Organisers of Saturday’s (August 4) swap meet and hot rod display and track ride experience operated by the Palmerston North Hot Rod Club are delighted this year’s event will benefit the local branch of an organisation providing life-saving support for young New Zealanders impacted by cancer.
Hundreds of vehicles drawn from throughout the country are set to be shown off at the Feilding venue for an event that, in addition to being the country’s oldest continual swap meet, is also a superb car show that, with the midday circuit cruise, also provides attendees with a bums-on-seats experience of classic and modified horsepower for the price of a gold coin donation.
All funds raised from the easy-going lap of Circuit Chris Amon goes back into local Canteen activity supporting young people aged 13-24 as they come to grips with the emotional and practical toll of cancer.
Karen Woodfield, a Canteen youth support co-ordinator in Palmerston North, says her organisation is delighted to be a recipient of the show’s fund-raising ambition.
“We’re a not-for-profit so we don’t get Government funding. To have a group come along to share their passion and link it to a charity supporting youth is just awesome.
“Kids love cars but it’s more than this … we offer life-changing support and these guys are investing in that. We think that’s huge.”
Adds Tim Clarges, a member of the show organising committee: “Canteen does a fantastic job raising awareness and we are delighted to be able to do something to help the younger age group.
“We are trying to get young people involved in our sport and chucking them into the passenger seat and taking them for ride around Manfeild certainly seems to put a smile on their faces.
“Manfeild is a great location for our show and the ability to use the track for an opportunity to show off the cars while still being safe and enjoyable for everyone is brilliant.”
Manfeild chief executive Julie Keane says the hot rod show is a much-treasured annual showcase.
The level of general public interest in the heavy metal is always huge; it has gone from being a hobbyist occasion to a day that is a big draw to people who might not be deep into the hot-rodding world but just love cars.
Manfeild has been acknowledged as being a fantastic display space; cars not only take up some of the stadium but also display on the adjacent outdoor equestrian warm-up areas.

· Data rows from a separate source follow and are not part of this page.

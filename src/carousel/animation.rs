// SPDX-License-Identifier: MPL-2.0
//! Ease-out interpolation of the displayed ring rotation.
//!
//! The reducer jumps straight to the target rotation; the view shows
//! [`RingAnimation::value_at`] instead, so a step is drawn as a smooth turn
//! lasting the configured transition duration.

use std::time::{Duration, Instant};

/// Cubic ease-out on `t ∈ [0, 1]`.
#[must_use]
pub fn ease_out(t: f32) -> f32 {
    let t = t.clamp(0.0, 1.0);
    1.0 - (1.0 - t).powi(3)
}

/// An in-flight (or settled) rotation animation.
#[derive(Debug, Clone, Copy, PartialEq)]
pub struct RingAnimation {
    from: f32,
    to: f32,
    started: Instant,
    duration: Duration,
}

impl RingAnimation {
    /// A settled animation resting at `value`.
    #[must_use]
    pub fn settled(value: f32, now: Instant) -> Self {
        Self {
            from: value,
            to: value,
            started: now,
            duration: Duration::ZERO,
        }
    }

    /// Starts a new animation towards `target` from wherever the current one
    /// is at `now`, so interrupted turns never jump.
    pub fn retarget(&mut self, target: f32, now: Instant, duration: Duration) {
        self.from = self.value_at(now);
        self.to = target;
        self.started = now;
        self.duration = duration;
    }

    /// Displayed rotation at `now`.
    #[must_use]
    pub fn value_at(&self, now: Instant) -> f32 {
        if self.duration.is_zero() {
            return self.to;
        }
        let elapsed = now.saturating_duration_since(self.started);
        let progress = elapsed.as_secs_f32() / self.duration.as_secs_f32();
        self.from + (self.to - self.from) * ease_out(progress)
    }

    #[must_use]
    pub fn target(&self) -> f32 {
        self.to
    }

    #[must_use]
    pub fn is_running(&self, now: Instant) -> bool {
        self.from != self.to && now.saturating_duration_since(self.started) < self.duration
    }
}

The track cruise occurs through association with the Manawatu Car Club, which stages its third round of the Feilding Auto Electrical Winter Series racing competition at the track on Sunday.
There is pedestrian access only via the venue’s main, South St entrance. Those driving in need to use the Kawakawa Rd gate entry point.
As always, some patience might be required. While there will always be a core of keen swappers at the gate for opening time those who want to come for the atmosphere and to see the cars might like to time their arrival to avoid the peak traffic flow, Mrs Keane suggests.
There's a $10 adult entry fee (kids under 15 are free admission); cash only as there is no Eftpos at the show. Pets are not allowed.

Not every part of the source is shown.